- Task goal:
The records below hold a stretch from the line with "session.disconnected_at = Some(Instant::now());" through the line with "pub fn connections(&self)"; return exactly those lines, ends included, and nothing more.

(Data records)
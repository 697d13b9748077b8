//! Session table: one slot per logical player
//!
//! This module tracks every player slot on the server, including:
//! - The live connection handle, if any
//! - Identity (nickname and reconnect token) bound on first login
//! - Status within the lobby/room/game state machine
//! - Heartbeat and disconnect timestamps used by the sweeper
//!
//! A slot that loses its connection keeps its identity until the reconnect
//! grace window elapses, and cannot be handed to a new connection meanwhile.

use crate::connection::{Connection, ConnectionId, Outbox};
use crate::room_manager::RoomId;
use log::info;
use rand::distributions::Alphanumeric;
use rand::Rng;
use shared::MessageType;
use std::time::{Duration, Instant};
use thiserror::Error;

pub type SessionId = usize;

/// Longest nickname accepted at login, in bytes
pub const NICK_MAX_LEN: usize = 31;
/// Length of the reconnect token handed out at first login
pub const TOKEN_LEN: usize = 10;

/// Position of a session in the lobby/room/game state machine
#[derive(Debug, Clone, Copy, PartialEq, Eq)]
pub enum SessionStatus {
    /// Not logged in, or dropped and waiting for a reconnect
    Disconnected,
    /// Logged in, in the lobby
    Connected,
    InRoom,
    OnTurn,
    OnWait,
    /// In a game suspended because a player dropped
    Paused,
    /// In a room whose match just ended
    GameDone,
}

impl SessionStatus {
    /// True for the statuses that belong to a running match
    pub fn in_game(self) -> bool {
        matches!(
            self,
            SessionStatus::OnTurn | SessionStatus::OnWait | SessionStatus::Paused
        )
    }

    /// Word sent in the `OKAY` that follows a successful reconnect
    pub fn resume_marker(self) -> &'static str {
        match self {
            SessionStatus::OnTurn => "TURN",
            SessionStatus::OnWait => "WAIT",
            SessionStatus::Paused => "PAUSED",
            _ => "LOBBY",
        }
    }
}

/// One player slot
#[derive(Debug, Clone)]
pub struct Session {
    pub id: SessionId,
    pub connection: Option<Connection>,
    pub nick: Option<String>,
    pub token: Option<String>,
    pub status: SessionStatus,
    /// Status to restore on reconnect or when a pause ends
    pub last_status: SessionStatus,
    pub last_heartbeat: Instant,
    pub disconnected_at: Option<Instant>,
    pub room: Option<RoomId>,
    pub invalid_messages: u32,
}

impl Session {
    fn empty(id: SessionId) -> Self {
        Self {
            id,
            connection: None,
            nick: None,
            token: None,
            status: SessionStatus::Disconnected,
            last_status: SessionStatus::Disconnected,
            last_heartbeat: Instant::now(),
            disconnected_at: None,
            room: None,
            invalid_messages: 0,
        }
    }

    /// Free slots have neither a connection nor an identity to reclaim
    pub fn is_free(&self) -> bool {
        self.connection.is_none() && self.nick.is_none()
    }

    pub fn is_connected(&self) -> bool {
        self.connection.is_some()
    }

    pub fn is_logged_in(&self) -> bool {
        self.nick.is_some()
    }

    pub fn nick(&self) -> &str {
        self.nick.as_deref().unwrap_or("")
    }

    /// Records activity from the peer
    pub fn touch(&mut self) {
        self.last_heartbeat = Instant::now();
    }

    /// True if a connected peer has been silent for longer than `timeout`
    pub fn is_timed_out(&self, timeout: Duration) -> bool {
        self.is_connected() && self.last_heartbeat.elapsed() > timeout
    }

    /// True if a dropped identity has outlived its reconnect window
    pub fn grace_expired(&self, timeout: Duration) -> bool {
        !self.is_connected()
            && self.is_logged_in()
            && self
                .disconnected_at
                .is_some_and(|at| at.elapsed() > timeout)
    }

    /// Saves the current status for later restoration. A paused session
    /// already holds the status it had before the pause.
    pub fn remember_status(&mut self) {
        if self.status != SessionStatus::Paused {
            self.last_status = self.status;
        }
    }

    /// Queues a frame if the session has a live connection
    pub fn notify(&self, outbox: &mut Outbox, msg_type: MessageType, payload: impl Into<String>) {
        if let Some(connection) = &self.connection {
            outbox.push(connection, msg_type, payload);
        }
    }
}

/// Parsed `LOGI` payload
#[derive(Debug, Clone, PartialEq, Eq)]
pub enum LoginRequest {
    New { nick: String },
    Reconnect { nick: String, token: String },
}

#[derive(Debug, Clone, PartialEq, Eq, Error)]
pub enum LoginError {
    #[error("Nickname must be 1 to 31 characters")]
    BadNick,
    #[error("Invalid token format")]
    BadToken,
}

/// Parses `nick` or `nick|token`
pub fn parse_login(payload: &str) -> Result<LoginRequest, LoginError> {
    let (nick, token) = match payload.split_once('|') {
        Some((nick, token)) => (nick, Some(token)),
        None => (payload, None),
    };

    if nick.is_empty() || nick.len() > NICK_MAX_LEN {
        return Err(LoginError::BadNick);
    }

    match token {
        None => Ok(LoginRequest::New {
            nick: nick.to_string(),
        }),
        Some(token)
            if token.len() == TOKEN_LEN && token.chars().all(|c| c.is_ascii_alphanumeric()) =>
        {
            Ok(LoginRequest::Reconnect {
                nick: nick.to_string(),
                token: token.to_string(),
            })
        }
        Some(_) => Err(LoginError::BadToken),
    }
}

/// Random alphanumeric reconnect token
pub fn generate_token() -> String {
    rand::thread_rng()
        .sample_iter(&Alphanumeric)
        .take(TOKEN_LEN)
        .map(char::from)
        .collect()
}

/// Fixed-size table of sessions
#[derive(Debug)]
pub struct SessionRegistry {
    sessions: Vec<Session>,
}

impl SessionRegistry {
    pub fn new(capacity: usize) -> Self {
        Self {
            sessions: (0..capacity).map(Session::empty).collect(),
        }
    }

    pub fn capacity(&self) -> usize {
        self.sessions.len()
    }

    /// Slots currently holding a connection or a reclaimable identity
    pub fn occupied(&self) -> usize {
        self.sessions.iter().filter(|s| !s.is_free()).count()
    }

    /// Claims a free slot for a new connection
    ///
    /// Returns None if every slot is connected or inside its grace window.
    pub fn allocate(&mut self, connection: Connection) -> Option<SessionId> {
        let id = self.sessions.iter().position(Session::is_free)?;
        let mut session = Session::empty(id);
        session.connection = Some(connection.clone());
        self.sessions[id] = session;
        info!(
            "Connection from {} assigned to slot {} ({}/{} occupied)",
            connection.peer(),
            id,
            self.occupied(),
            self.capacity()
        );
        Some(id)
    }

    pub fn get(&self, id: SessionId) -> Option<&Session> {
        self.sessions.get(id)
    }

    pub fn get_mut(&mut self, id: SessionId) -> Option<&mut Session> {
        self.sessions.get_mut(id)
    }

    /// Linear lookup of a logged-in nickname
    pub fn find_by_nick(&self, nick: &str) -> Option<SessionId> {
        self.sessions
            .iter()
            .find(|s| s.nick.as_deref() == Some(nick))
            .map(|s| s.id)
    }

    /// Drops the connection of `id` if it is still `connection_id`
    ///
    /// A reconnect may already have bound a newer connection to the slot; in
    /// that case the slot is left alone and None is returned.
    pub fn detach(&mut self, id: SessionId, connection_id: ConnectionId) -> Option<Connection> {
        let session = self.sessions.get_mut(id)?;
        if session.connection.as_ref().map(Connection::id) != Some(connection_id) {
            return None;
        }
        session.disconnected_at = Some(Instant::now());
        session.connection.take()
    }

    /// Forgets everything about a slot, making it free
    pub fn release(&mut self, id: SessionId) -> Option<Connection> {
        let session = self.sessions.get_mut(id)?;
        if let Some(nick) = &session.nick {
            info!("Slot {} released ({})", id, nick);
        }
        let connection = session.connection.take();
        *session = Session::empty(id);
        connection
    }

    /// Connected sessions that have been silent for longer than `timeout`
    pub fn timed_out(&self, timeout: Duration) -> Vec<SessionId> {
        self.sessions
            .iter()
            .filter(|s| s.is_timed_out(timeout))
            .map(|s| s.id)
            .collect()
    }

    /// Dropped identities whose reconnect window has elapsed
    pub fn expired(&self, timeout: Duration) -> Vec<SessionId> {
        self.sessions
            .iter()
            .filter(|s| s.grace_expired(timeout))
            .map(|s| s.id)
            .collect()
    }

    /// Connections of every connected session
    pub fn connections(&self) -> Vec<Connection> {
        self.sessions
            .iter()
            .filter_map(|s| s.connection.clone())
            .collect()
    }

    /// Queues a frame for `id` if it is connected
    pub fn notify(
        &self,
        outbox: &mut Outbox,
        id: SessionId,
        msg_type: MessageType,
        payload: impl Into<String>,
    ) {
        if let Some(session) = self.get(id) {
            session.notify(outbox, msg_type, payload);
        }
    }
}

#[cfg(test)]
mod tests {
    use super::*;
    use std::net::SocketAddr;

    fn test_addr() -> SocketAddr {
        "127.0.0.1:10000".parse().unwrap()
    }

    fn connection(id: ConnectionId) -> Connection {
        Connection::new(id, test_addr()).0
    }

    #[test]
    fn test_parse_login() {
        assert_eq!(
            parse_login("alice"),
            Ok(LoginRequest::New {
                nick: "alice".to_string()
            })
        );
        assert_eq!(
            parse_login("alice|abcDEF1234"),
            Ok(LoginRequest::Reconnect {
                nick: "alice".to_string(),
                token: "abcDEF1234".to_string()
            })
        );
        assert_eq!(parse_login(""), Err(LoginError::BadNick));
        assert_eq!(parse_login(&"n".repeat(32)), Err(LoginError::BadNick));
        assert!(parse_login(&"n".repeat(31)).is_ok());
        assert_eq!(parse_login("alice|short"), Err(LoginError::BadToken));
        assert_eq!(parse_login("alice|"), Err(LoginError::BadToken));
        assert_eq!(parse_login("|abcDEF1234"), Err(LoginError::BadNick));
    }

    #[test]
    fn test_generate_token() {
        let token = generate_token();
        assert_eq!(token.len(), TOKEN_LEN);
        assert!(token.chars().all(|c| c.is_ascii_alphanumeric()));
        assert_ne!(token, generate_token());
    }

    #[test]
    fn test_allocate_until_full() {
        let mut registry = SessionRegistry::new(2);
        assert_eq!(registry.allocate(connection(1)), Some(0));
        assert_eq!(registry.allocate(connection(2)), Some(1));
        assert_eq!(registry.allocate(connection(3)), None);
        assert_eq!(registry.occupied(), 2);
        assert_eq!(registry.capacity(), 2);

        registry.release(0);
        assert_eq!(registry.allocate(connection(4)), Some(0));
    }

    #[test]
    fn test_slot_reserved_during_grace_window() {
        let mut registry = SessionRegistry::new(1);
        let id = registry.allocate(connection(1)).unwrap();
        registry.get_mut(id).unwrap().nick = Some("alice".to_string());

        assert!(registry.detach(id, 1).is_some());
        assert!(!registry.get(id).unwrap().is_connected());
        assert_eq!(registry.allocate(connection(2)), None);
        assert_eq!(registry.find_by_nick("alice"), Some(id));
    }

    #[test]
    fn test_detach_ignores_stale_connection() {
        let mut registry = SessionRegistry::new(1);
        let id = registry.allocate(connection(1)).unwrap();
        registry.get_mut(id).unwrap().connection = Some(connection(9));

        assert!(registry.detach(id, 1).is_none());
        assert!(registry.get(id).unwrap().is_connected());
    }

    #[test]
    fn test_heartbeat_timeout() {
        let mut registry = SessionRegistry::new(2);
        let id = registry.allocate(connection(1)).unwrap();
        assert!(registry.timed_out(Duration::from_secs(1)).is_empty());

        registry.get_mut(id).unwrap().last_heartbeat = Instant::now() - Duration::from_secs(2);
        assert_eq!(registry.timed_out(Duration::from_secs(1)), vec![id]);

        registry.get_mut(id).unwrap().touch();
        assert!(registry.timed_out(Duration::from_secs(1)).is_empty());
    }

    #[test]
    fn test_grace_expiry() {
        let mut registry = SessionRegistry::new(2);
        let id = registry.allocate(connection(1)).unwrap();
        registry.get_mut(id).unwrap().nick = Some("bob".to_string());
        registry.detach(id, 1);
        assert!(registry.expired(Duration::from_secs(60)).is_empty());

        registry.get_mut(id).unwrap().disconnected_at =
            Some(Instant::now() - Duration::from_secs(61));
        assert_eq!(registry.expired(Duration::from_secs(60)), vec![id]);
    }

    #[test]
    fn test_remember_status_keeps_pre_pause_status() {
        let mut session = Session::empty(0);
        session.status = SessionStatus::OnWait;
        session.remember_status();
        session.status = SessionStatus::Paused;
        session.remember_status();
        assert_eq!(session.last_status, SessionStatus::OnWait);
        assert_eq!(session.last_status.resume_marker(), "WAIT");
    }
}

- Your response:
        session.disconnected_at = Some(Instant::now());
        session.connection.take()
    }

    /// Forgets everything about a slot, making it free
    pub fn release(&mut self, id: SessionId) -> Option<Connection> {
        let session = self.sessions.get_mut(id)?;
        if let Some(nick) = &session.nick {
            info!("Slot {} released ({})", id, nick);
        }
        let connection = session.connection.take();
        *session = Session::empty(id);
        connection
    }

    /// Connected sessions that have been silent for longer than `timeout`
    pub fn timed_out(&self, timeout: Duration) -> Vec<SessionId> {
        self.sessions
            .iter()
            .filter(|s| s.is_timed_out(timeout))
            .map(|s| s.id)
            .collect()
    }

    /// Dropped identities whose reconnect window has elapsed
    pub fn expired(&self, timeout: Duration) -> Vec<SessionId> {
        self.sessions
            .iter()
            .filter(|s| s.grace_expired(timeout))
            .map(|s| s.id)
            .collect()
    }

    /// Connections of every connected session
    pub fn connections(&self) -> Vec<Connection> {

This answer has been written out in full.